• _Prompt_: Report every line of the entries that contains the word "start".

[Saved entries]

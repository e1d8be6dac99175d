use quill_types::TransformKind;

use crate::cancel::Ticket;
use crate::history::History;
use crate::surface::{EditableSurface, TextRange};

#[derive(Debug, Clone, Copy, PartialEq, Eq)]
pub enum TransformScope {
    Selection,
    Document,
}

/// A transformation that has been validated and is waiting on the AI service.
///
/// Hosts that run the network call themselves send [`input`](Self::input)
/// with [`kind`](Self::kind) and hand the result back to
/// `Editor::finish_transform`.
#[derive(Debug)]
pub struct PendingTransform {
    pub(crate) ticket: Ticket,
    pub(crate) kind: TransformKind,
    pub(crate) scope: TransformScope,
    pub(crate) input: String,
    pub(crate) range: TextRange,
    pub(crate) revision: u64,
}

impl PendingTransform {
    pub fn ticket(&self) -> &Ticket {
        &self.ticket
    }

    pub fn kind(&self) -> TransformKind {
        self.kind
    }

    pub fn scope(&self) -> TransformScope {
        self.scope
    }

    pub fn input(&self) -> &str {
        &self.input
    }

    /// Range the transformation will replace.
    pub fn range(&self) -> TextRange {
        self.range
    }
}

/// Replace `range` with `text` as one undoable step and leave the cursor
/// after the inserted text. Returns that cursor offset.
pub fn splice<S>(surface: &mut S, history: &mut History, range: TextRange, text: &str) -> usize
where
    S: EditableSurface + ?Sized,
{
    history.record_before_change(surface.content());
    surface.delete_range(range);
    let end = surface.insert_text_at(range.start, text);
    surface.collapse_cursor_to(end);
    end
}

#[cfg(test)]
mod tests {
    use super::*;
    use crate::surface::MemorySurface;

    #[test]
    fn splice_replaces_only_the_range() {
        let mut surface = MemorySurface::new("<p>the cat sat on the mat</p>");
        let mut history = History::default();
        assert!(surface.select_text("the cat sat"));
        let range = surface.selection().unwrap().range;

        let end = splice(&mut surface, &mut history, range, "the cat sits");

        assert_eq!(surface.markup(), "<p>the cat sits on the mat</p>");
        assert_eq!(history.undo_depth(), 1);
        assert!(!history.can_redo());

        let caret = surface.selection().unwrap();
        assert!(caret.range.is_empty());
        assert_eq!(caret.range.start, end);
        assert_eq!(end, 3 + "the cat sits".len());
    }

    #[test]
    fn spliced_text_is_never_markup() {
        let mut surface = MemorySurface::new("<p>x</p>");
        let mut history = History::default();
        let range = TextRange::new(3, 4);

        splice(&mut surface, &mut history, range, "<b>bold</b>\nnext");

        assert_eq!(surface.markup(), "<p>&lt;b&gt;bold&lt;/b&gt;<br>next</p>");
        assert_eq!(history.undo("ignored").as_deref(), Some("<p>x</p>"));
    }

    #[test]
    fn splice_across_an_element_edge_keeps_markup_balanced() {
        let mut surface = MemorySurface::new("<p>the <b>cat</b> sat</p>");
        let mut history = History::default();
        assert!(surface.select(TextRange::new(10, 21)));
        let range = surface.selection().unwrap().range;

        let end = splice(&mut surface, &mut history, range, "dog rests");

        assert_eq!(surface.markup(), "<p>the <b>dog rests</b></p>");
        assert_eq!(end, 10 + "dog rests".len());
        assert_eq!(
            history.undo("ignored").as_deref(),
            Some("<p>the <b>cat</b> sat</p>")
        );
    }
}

• _Result of the task_:
    let end = surface.insert_text_at(range.start, text);
        assert_eq!(caret.range.start, end);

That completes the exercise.